======== SUPPLIED MATERIAL

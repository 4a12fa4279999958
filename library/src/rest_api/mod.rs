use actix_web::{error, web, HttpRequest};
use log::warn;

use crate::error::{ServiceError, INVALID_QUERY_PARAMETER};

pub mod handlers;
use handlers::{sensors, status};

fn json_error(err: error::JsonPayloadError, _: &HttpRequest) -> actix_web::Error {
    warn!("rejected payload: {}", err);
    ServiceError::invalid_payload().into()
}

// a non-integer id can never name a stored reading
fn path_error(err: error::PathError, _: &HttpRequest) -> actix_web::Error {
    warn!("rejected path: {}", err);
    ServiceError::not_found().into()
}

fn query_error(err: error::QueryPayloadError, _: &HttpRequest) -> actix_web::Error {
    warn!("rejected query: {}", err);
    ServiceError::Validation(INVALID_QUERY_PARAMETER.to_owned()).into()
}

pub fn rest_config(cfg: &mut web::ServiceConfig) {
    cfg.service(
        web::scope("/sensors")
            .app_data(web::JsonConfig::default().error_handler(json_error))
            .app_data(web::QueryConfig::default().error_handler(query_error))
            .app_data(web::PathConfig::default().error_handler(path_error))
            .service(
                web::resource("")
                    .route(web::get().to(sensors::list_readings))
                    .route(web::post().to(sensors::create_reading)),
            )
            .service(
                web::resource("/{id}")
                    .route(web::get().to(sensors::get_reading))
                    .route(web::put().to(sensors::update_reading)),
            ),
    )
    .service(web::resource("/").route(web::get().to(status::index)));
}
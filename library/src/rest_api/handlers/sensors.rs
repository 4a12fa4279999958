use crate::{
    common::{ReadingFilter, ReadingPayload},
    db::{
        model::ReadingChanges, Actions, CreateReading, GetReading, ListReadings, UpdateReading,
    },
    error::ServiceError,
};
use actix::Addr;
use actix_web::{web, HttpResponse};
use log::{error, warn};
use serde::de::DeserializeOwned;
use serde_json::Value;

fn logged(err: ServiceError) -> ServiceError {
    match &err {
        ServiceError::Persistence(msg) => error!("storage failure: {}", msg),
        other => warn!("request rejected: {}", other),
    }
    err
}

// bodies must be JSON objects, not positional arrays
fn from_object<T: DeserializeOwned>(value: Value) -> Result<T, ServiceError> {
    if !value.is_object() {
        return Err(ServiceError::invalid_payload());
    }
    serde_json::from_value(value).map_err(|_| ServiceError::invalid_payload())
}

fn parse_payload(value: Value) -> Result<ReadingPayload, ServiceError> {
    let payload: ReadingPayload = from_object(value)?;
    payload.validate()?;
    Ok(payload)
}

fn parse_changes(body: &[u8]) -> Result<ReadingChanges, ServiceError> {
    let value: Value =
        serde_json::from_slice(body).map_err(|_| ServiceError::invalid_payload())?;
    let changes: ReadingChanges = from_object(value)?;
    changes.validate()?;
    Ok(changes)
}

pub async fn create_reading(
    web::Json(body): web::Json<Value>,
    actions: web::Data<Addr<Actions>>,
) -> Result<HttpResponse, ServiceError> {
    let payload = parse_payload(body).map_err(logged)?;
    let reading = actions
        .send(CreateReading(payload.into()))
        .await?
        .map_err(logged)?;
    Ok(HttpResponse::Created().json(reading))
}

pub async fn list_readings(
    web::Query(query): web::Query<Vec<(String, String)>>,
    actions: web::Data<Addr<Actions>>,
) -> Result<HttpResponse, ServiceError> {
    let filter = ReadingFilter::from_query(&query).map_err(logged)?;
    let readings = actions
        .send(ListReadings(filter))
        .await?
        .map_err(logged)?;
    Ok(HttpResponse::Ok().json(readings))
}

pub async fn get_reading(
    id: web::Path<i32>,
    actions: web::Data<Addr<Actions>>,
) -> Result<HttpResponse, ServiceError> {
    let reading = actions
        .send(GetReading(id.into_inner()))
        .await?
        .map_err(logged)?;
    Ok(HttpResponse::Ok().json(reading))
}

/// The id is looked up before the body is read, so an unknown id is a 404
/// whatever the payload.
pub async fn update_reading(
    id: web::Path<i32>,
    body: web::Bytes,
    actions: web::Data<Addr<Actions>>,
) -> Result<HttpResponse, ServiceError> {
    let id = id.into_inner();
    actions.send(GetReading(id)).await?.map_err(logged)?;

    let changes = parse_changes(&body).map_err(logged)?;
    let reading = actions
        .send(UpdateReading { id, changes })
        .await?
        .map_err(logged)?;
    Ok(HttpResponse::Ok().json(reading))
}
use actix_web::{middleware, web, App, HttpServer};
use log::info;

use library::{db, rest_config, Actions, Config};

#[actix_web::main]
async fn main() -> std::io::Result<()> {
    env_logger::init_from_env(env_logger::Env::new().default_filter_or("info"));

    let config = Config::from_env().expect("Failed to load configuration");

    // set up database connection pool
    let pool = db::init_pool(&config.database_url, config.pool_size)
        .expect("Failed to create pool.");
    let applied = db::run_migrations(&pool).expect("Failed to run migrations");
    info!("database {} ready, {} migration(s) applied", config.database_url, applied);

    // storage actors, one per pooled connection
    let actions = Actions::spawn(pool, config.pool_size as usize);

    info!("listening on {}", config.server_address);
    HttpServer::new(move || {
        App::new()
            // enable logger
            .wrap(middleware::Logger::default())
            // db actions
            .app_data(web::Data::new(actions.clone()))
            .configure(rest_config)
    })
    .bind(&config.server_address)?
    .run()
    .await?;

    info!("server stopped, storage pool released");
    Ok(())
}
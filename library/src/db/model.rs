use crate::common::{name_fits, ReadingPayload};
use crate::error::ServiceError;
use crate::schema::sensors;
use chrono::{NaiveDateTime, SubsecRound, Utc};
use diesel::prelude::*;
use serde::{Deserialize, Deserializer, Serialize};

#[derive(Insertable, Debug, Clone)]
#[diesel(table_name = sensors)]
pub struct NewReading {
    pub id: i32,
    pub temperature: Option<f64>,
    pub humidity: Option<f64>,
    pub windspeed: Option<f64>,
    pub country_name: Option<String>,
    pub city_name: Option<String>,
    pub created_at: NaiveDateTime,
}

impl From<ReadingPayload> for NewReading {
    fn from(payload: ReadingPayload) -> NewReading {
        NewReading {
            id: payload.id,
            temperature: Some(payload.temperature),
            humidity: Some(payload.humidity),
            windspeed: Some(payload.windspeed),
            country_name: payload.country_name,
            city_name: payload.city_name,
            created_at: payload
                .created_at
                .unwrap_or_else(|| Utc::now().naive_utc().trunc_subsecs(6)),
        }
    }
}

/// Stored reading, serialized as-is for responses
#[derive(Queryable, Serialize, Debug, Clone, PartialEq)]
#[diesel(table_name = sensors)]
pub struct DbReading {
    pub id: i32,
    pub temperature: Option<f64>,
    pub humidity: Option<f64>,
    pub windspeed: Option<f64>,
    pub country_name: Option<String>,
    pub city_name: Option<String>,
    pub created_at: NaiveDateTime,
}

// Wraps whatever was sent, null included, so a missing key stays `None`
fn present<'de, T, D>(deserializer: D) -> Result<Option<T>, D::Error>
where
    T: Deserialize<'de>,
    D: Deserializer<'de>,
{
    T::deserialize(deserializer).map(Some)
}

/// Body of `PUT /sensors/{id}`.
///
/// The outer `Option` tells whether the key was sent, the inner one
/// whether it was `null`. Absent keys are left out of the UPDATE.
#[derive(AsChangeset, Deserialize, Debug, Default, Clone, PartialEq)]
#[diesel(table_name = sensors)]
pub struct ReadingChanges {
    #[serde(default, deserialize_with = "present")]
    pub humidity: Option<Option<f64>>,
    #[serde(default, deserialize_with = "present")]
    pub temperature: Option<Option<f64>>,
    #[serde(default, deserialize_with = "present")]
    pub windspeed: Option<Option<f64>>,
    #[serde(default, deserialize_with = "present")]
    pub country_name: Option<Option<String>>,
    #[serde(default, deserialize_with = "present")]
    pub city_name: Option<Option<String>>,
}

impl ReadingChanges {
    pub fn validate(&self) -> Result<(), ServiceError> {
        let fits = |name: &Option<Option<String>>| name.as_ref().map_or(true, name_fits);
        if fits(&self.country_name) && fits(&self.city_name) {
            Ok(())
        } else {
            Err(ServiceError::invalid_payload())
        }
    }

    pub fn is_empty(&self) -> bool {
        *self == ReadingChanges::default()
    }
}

================

◆ **PROBLEM STATEMENT**
Every line above from the line with "actions.send(GetReading(id)).await?.map_err(logged)?;" to the line with "let actions = Actions::spawn(pool, config.pool_size", inclusive, must be returned exactly; no other line belongs in the reply.

◆ **TASK RESPONSE**
    actions.send(GetReading(id)).await?.map_err(logged)?;

    let changes = parse_changes(&body).map_err(logged)?;
    let reading = actions
        .send(UpdateReading { id, changes })
        .await?
        .map_err(logged)?;
    Ok(HttpResponse::Ok().json(reading))
}
use actix_web::{middleware, web, App, HttpServer};
use log::info;

use library::{db, rest_config, Actions, Config};

#[actix_web::main]
async fn main() -> std::io::Result<()> {
    env_logger::init_from_env(env_logger::Env::new().default_filter_or("info"));

    let config = Config::from_env().expect("Failed to load configuration");

    // set up database connection pool
    let pool = db::init_pool(&config.database_url, config.pool_size)
        .expect("Failed to create pool.");
    let applied = db::run_migrations(&pool).expect("Failed to run migrations");
    info!("database {} ready, {} migration(s) applied", config.database_url, applied);

    // storage actors, one per pooled connection
    let actions = Actions::spawn(pool, config.pool_size as usize);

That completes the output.